+- CodeIgniter Forums (https://forum.codeigniter.com)
+-- Forum: Using CodeIgniter (https://forum.codeigniter.com/forumdisplay.php?fid=5)
+--- Forum: General Help (https://forum.codeigniter.com/forumdisplay.php?fid=24)
+--- Thread: Session and match_ip ignore proxy (/showthread.php?tid=67597)
Session and match_ip ignore proxy - gdhnz - 03-13-2017
Hi,
I've got some proxy IPs set in my config but I've found out if you set $config['sess_match_ip'] = true, then the Session library will not take into account the proxies and will always use $_SERVER['REMOTE_HOST'].
$this->input->ip_address() does take into account the proxy IPs and returns the correct client IP.
Any suggestions?
RE: Session and match_ip ignore proxy - InsiteFX - 03-13-2017
Just use $this->input->ip_address() and assign it to your session variables.
RE: Session and match_ip ignore proxy - gdhnz - 03-13-2017
I've overridden the relevant session driver to set the $CI->input->ip_address() value to a $this->ip_address class variable in the driver constructor and have replaced all instances of $_SERVER['REMOTE_ADDR'] with $this->ip_address.
Is it worth providing a pull request updating all the session drivers?
RE: Session and match_ip ignore proxy - Narf - 03-13-2017
No, this is by design and I suggest that you reverse your changes.
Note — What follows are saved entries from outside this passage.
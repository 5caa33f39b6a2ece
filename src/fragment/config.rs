//! Configuration consumed by fragmentation and reassembly.

use std::num::NonZeroUsize;

use super::{ConfigError, FragmentIndex, Reassembler, ReassemblyError};

/// Payload bytes per fragment when the caller does not choose a size.
pub const DEFAULT_CHUNK_SIZE: NonZeroUsize = NonZeroUsize::new(5).expect("five is non-zero");

/// Largest fragment count a reassembler accepts unless configured otherwise.
pub const DEFAULT_MAX_FRAGMENTS: usize = 1 << 20;

/// Settings shared by a [`Fragmenter`](crate::fragment::Fragmenter) and the
/// [`Reassembler`](crate::fragment::Reassembler) receiving its output.
#[derive(Clone, Copy, Debug, PartialEq, Eq)]
pub struct FragmentationConfig {
    /// Maximum number of payload bytes carried by a single fragment.
    pub chunk_size: NonZeroUsize,
    /// Whether the receiver learns the fragment count up front.
    ///
    /// When `false` the receiver runs in provisional mode and infers the
    /// count from the highest index it has seen. That mode cannot tell a
    /// missing tail from a short stream and is intended for exploration only.
    pub announce_count: bool,
    /// Ceiling on the fragment count a receiver will track.
    ///
    /// Bounds both an announced count and how far a provisional session may
    /// extend. Values beyond the addressable index space are clamped.
    pub max_fragments: usize,
}

impl FragmentationConfig {
    /// Build a configuration from a raw chunk size.
    ///
    /// # Errors
    ///
    /// Returns [`ConfigError::ZeroChunkSize`] when `chunk_size` is zero.
    pub fn new(chunk_size: usize) -> Result<Self, ConfigError> {
        let chunk_size = NonZeroUsize::new(chunk_size).ok_or(ConfigError::ZeroChunkSize)?;
        Ok(Self {
            chunk_size,
            announce_count: true,
            max_fragments: DEFAULT_MAX_FRAGMENTS,
        })
    }

    /// Replace the receiver's fragment ceiling.
    #[must_use]
    pub const fn with_max_fragments(mut self, max_fragments: usize) -> Self {
        self.max_fragments = max_fragments;
        self
    }

    /// Switch the receiver to provisional mode.
    #[must_use]
    pub const fn provisional(mut self) -> Self {
        self.announce_count = false;
        self
    }

    /// Expected count to hand to [`Reassembler::begin`](crate::fragment::Reassembler::begin)
    /// for a stream of `fragment_count` fragments.
    #[must_use]
    pub const fn expected_count(&self, fragment_count: usize) -> Option<usize> {
        if self.announce_count {
            Some(fragment_count)
        } else {
            None
        }
    }

    /// Start a receiving session for a stream of `fragment_count` fragments.
    ///
    /// # Errors
    ///
    /// Returns [`ReassemblyError::InvalidConfiguration`] when the announced
    /// count exceeds [`max_fragments`](Self::max_fragments).
    pub fn reassembler(&self, fragment_count: usize) -> Result<Reassembler, ReassemblyError> {
        Reassembler::with_limit(self.expected_count(fragment_count), self.max_fragments)
    }
}

impl Default for FragmentationConfig {
    fn default() -> Self {
        Self {
            chunk_size: DEFAULT_CHUNK_SIZE,
            announce_count: true,
            max_fragments: DEFAULT_MAX_FRAGMENTS,
        }
    }
}

/// Clamp a fragment ceiling to the number of addressable indices.
pub(crate) fn clamp_fragment_limit(limit: usize) -> usize {
    usize::try_from(FragmentIndex::CAPACITY).map_or(limit, |capacity| limit.min(capacity))
}

/// Reject fragment counts above `limit`.
pub(crate) fn check_expected_count(count: usize, limit: usize) -> Result<usize, ConfigError> {
    if count > limit {
        return Err(ConfigError::ExpectedCountTooLarge { count, limit });
    }
    Ok(count)
}
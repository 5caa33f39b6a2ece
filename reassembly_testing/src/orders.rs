//! Deterministic delivery orders and ingest helpers.

use packet_reassembly::{FragmentIndex, FragmentSet, Reassembler, ReassemblyError};

/// Positions `0..len` in reverse.
#[must_use]
pub fn reversed(len: usize) -> Vec<usize> { (0..len).rev().collect() }

/// Odd positions first, then even ones.
#[must_use]
pub fn interleaved(len: usize) -> Vec<usize> {
    (0..len)
        .filter(|i| i % 2 == 1)
        .chain((0..len).filter(|i| i % 2 == 0))
        .collect()
}

/// Ingest the fragments of `set` at the given positions, in that order.
///
/// # Panics
///
/// Panics if a position lies outside `set`.
pub fn ingest_in_order(session: &mut Reassembler, set: &FragmentSet, order: &[usize]) {
    for &position in order {
        let fragment = set
            .fragments()
            .get(position)
            .unwrap_or_else(|| panic!("position {position} outside fragment set"));
        session.ingest(fragment.clone());
    }
}

/// Ingest every fragment of `set` except those at `withheld`, in index order.
pub fn ingest_withholding(session: &mut Reassembler, set: &FragmentSet, withheld: &[FragmentIndex]) {
    for fragment in set.iter().filter(|f| !withheld.contains(&f.sequence_index())) {
        session.ingest(fragment.clone());
    }
}

/// Reassemble `set` in a fresh fixed-count session fed in `order`.
///
/// # Errors
///
/// Propagates the session's [`ReassemblyError`].
pub fn reassemble_in_order(set: &FragmentSet, order: &[usize]) -> Result<Vec<u8>, ReassemblyError> {
    let mut session = Reassembler::begin(Some(set.len()))?;
    ingest_in_order(&mut session, set, order);
    session.finalize()
}
#![doc(html_root_url = "https://docs.rs/packet-reassembly/latest")]
//! Public API for the `packet_reassembly` library.
//!
//! The [`fragment`] module holds the engine: a fragmenter that numbers
//! fixed-size slices of a byte stream and a reassembler that rebuilds the
//! stream from slices delivered in any order, or reports exactly which
//! indices never arrived. The remaining modules are collaborators used by
//! the `packet-sim` binary: reading the source, simulating lossy delivery
//! and rendering results.

pub mod delivery;
pub mod fragment;
pub mod metrics;
pub mod report;
pub mod source;

pub use fragment::{
    ConfigError,
    DEFAULT_CHUNK_SIZE,
    DEFAULT_MAX_FRAGMENTS,
    Fragment,
    FragmentIndex,
    FragmentSet,
    FragmentationConfig,
    FragmentationError,
    Fragmenter,
    IngestStatus,
    Reassembler,
    ReassemblyError,
    SharedReassembler,
    fragment,
};
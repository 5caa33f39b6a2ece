//! Metric helpers for the delivery simulator and the CLI.
//!
//! This module defines metric names and simple helper functions wrapping the
//! [`metrics`](https://docs.rs/metrics) crate. Without the `metrics` feature
//! every helper compiles to a no-op. The reassembly engine itself records
//! nothing.

#[cfg(feature = "metrics")]
use metrics::counter;

/// Name of the counter tracking fragments handed to a reassembler.
pub const FRAGMENTS_DELIVERED: &str = "reassembly_fragments_delivered_total";
/// Name of the counter tracking fragments the simulator dropped.
pub const FRAGMENTS_DROPPED: &str = "reassembly_fragments_dropped_total";
/// Name of the counter tracking extra copies the simulator injected.
pub const FRAGMENTS_DUPLICATED: &str = "reassembly_fragments_duplicated_total";
/// Name of the counter tracking finalize outcomes.
pub const REASSEMBLY_OUTCOMES: &str = "reassembly_outcomes_total";

/// Result of a finalize call.
#[derive(Clone, Copy, Debug, PartialEq, Eq)]
pub enum Outcome {
    /// Every expected fragment was present.
    Complete,
    /// At least one fragment was missing.
    Incomplete,
}

impl Outcome {
    /// Label value recorded for this outcome.
    #[must_use]
    pub fn as_str(self) -> &'static str {
        match self {
            Outcome::Complete => "complete",
            Outcome::Incomplete => "incomplete",
        }
    }
}

/// Record fragments handed to a reassembler.
pub fn inc_delivered(count: u64) {
    #[cfg(feature = "metrics")]
    counter!(FRAGMENTS_DELIVERED).increment(count);
    #[cfg(not(feature = "metrics"))]
    let _ = count;
}

/// Record fragments lost in transit.
pub fn inc_dropped(count: u64) {
    #[cfg(feature = "metrics")]
    counter!(FRAGMENTS_DROPPED).increment(count);
    #[cfg(not(feature = "metrics"))]
    let _ = count;
}

/// Record duplicate copies injected in transit.
pub fn inc_duplicated(count: u64) {
    #[cfg(feature = "metrics")]
    counter!(FRAGMENTS_DUPLICATED).increment(count);
    #[cfg(not(feature = "metrics"))]
    let _ = count;
}

/// Record the outcome of a finalize call.
pub fn inc_outcome(outcome: Outcome) {
    #[cfg(feature = "metrics")]
    counter!(REASSEMBLY_OUTCOMES, "outcome" => outcome.as_str()).increment(1);
    #[cfg(not(feature = "metrics"))]
    let _ = outcome;
}
//! Simulated unreliable delivery between a fragmenter and a reassembler.
//!
//! Real transports reorder, lose and repeat packets. [`DeliveryPlan`]
//! reproduces those effects deterministically (given a seed) so the
//! reassembly engine can be exercised end to end, and [`deliver_concurrently`]
//! fans the surviving fragments out over parallel tasks that share one
//! [`SharedReassembler`](crate::fragment::SharedReassembler).

mod lanes;
mod plan;

pub use lanes::{DeliveryError, LaneReport, deliver_concurrently};
pub use plan::{Delivery, DeliveryPlan};
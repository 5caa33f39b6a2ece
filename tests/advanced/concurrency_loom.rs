#![cfg(all(feature = "advanced-tests", loom))]
//! Concurrency tests for the shared reassembler using loom.
//!
//! `loom` explores interleavings of concurrent ingests to ensure the slot
//! table and received count stay consistent and `finalize` never observes a
//! torn update.

use loom::{model, thread};
use packet_reassembly::{FragmentIndex, IngestStatus, SharedReassembler, fragment};

#[test]
fn concurrent_ingests_complete_the_stream() {
    model(|| {
        let set = fragment("HELLOWORLD", 5).expect("positive chunk size");
        let shared = SharedReassembler::begin(Some(set.len())).expect("valid count");
        let mut fragments = set.into_fragments().into_iter();
        let first = fragments.next().expect("first fragment");
        let second = fragments.next().expect("second fragment");

        let h1 = shared.clone();
        let h2 = shared.clone();
        let t1 = thread::spawn(move || h1.ingest(first));
        let t2 = thread::spawn(move || h2.ingest(second));

        assert_eq!(t1.join().expect("first ingest panicked"), IngestStatus::Accepted);
        assert_eq!(t2.join().expect("second ingest panicked"), IngestStatus::Accepted);
        assert_eq!(shared.finalize().expect("complete"), b"HELLOWORLD");
    });
}

#[test]
fn racing_duplicates_count_once() {
    model(|| {
        let set = fragment("ab", 1).expect("positive chunk size");
        let shared = SharedReassembler::begin(Some(set.len())).expect("valid count");
        let copy = set.get(FragmentIndex::zero()).cloned().expect("fragment 0");

        let h1 = shared.clone();
        let h2 = shared.clone();
        let a = copy.clone();
        let t1 = thread::spawn(move || h1.ingest(a));
        let t2 = thread::spawn(move || h2.ingest(copy));

        let mut statuses = vec![
            t1.join().expect("first ingest panicked"),
            t2.join().expect("second ingest panicked"),
        ];
        statuses.sort_by_key(|status| *status == IngestStatus::Duplicate);
        assert_eq!(statuses, vec![IngestStatus::Accepted, IngestStatus::Duplicate]);
        assert_eq!(shared.received_count(), 1);
        assert_eq!(shared.missing_indices(), vec![FragmentIndex::new(1)]);
    });
}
RE: Session and match_ip ignore proxy - gdhnz - 03-13-2017
If you don't want me to provide a PR then that's fine but I'm not going to revert my local changes with no explanation when it's doing what I require.
RE: Session and match_ip ignore proxy - gdhnz - 03-13-2017
If it makes any difference to the explanation, I'm on CI v3.1.3.
RE: Session and match_ip ignore proxy - Narf - 03-14-2017
(03-13-2017, 03:29 PM)gdhnz Wrote: If you don't want me to provide a PR then that's fine but I'm not going to revert my local changes with no explanation when it's doing what I require.
You're modifying framework files, meaning any upgrades in the future will be much harder for you, or you'll be stuck with the current version forever.
There's easier ways to do what you "require", but at the same time it is not by accident that the library doesn't take proxies into account.
You might get better feedback if you explain why you want this.
RE: Session and match_ip ignore proxy - gdhnz - 03-14-2017
Our web setup uses docker containers behind some proxies. What I see when I use match_ip for sessions is the ip address of the proxies.
All I've done is copy the system/libraries/Sessions/drivers/Session_redis_driver.php file to application/libraries/Sessions/drivers/MY_Session_redis_driver.php and just overrode the methods that used $_SERVER['REMOTE_ADDR'].
According to the documentation, this how you override core files.
RE: Session and match_ip ignore proxy - Narf - 03-15-2017
(03-14-2017, 12:14 PM)gdhnz Wrote: Our web setup uses docker containers behind some proxies. What I see when I use match_ip for sessions is the ip address of the proxies.
All I've done is copy the system/libraries/Sessions/drivers/Session_redis_driver.php file to application/libraries/Sessions/drivers/MY_Session_redis_driver.php and just overrode the methods that used $_SERVER['REMOTE_ADDR'].
According to the documentation, this how you override core files.
If you're overriding the entire driver functionality (and not just the IP filtering), that means you won't get any bugfixes for that driver.
Still, you're explaining what you did, not why.
And even that is besides the point ... To clarify, I see two potential problems:
1. sess_match_ip is not for everybody; chances are you're using it just because it exists and not because you need it.
2. You're relying on (and changing) the framework, instead of properly configuring your environment. Unless you're running Apache with mod_php, it's the httpd that tells PHP what the REMOTE_ADDR value should be - this is where it should be configured; not in your code.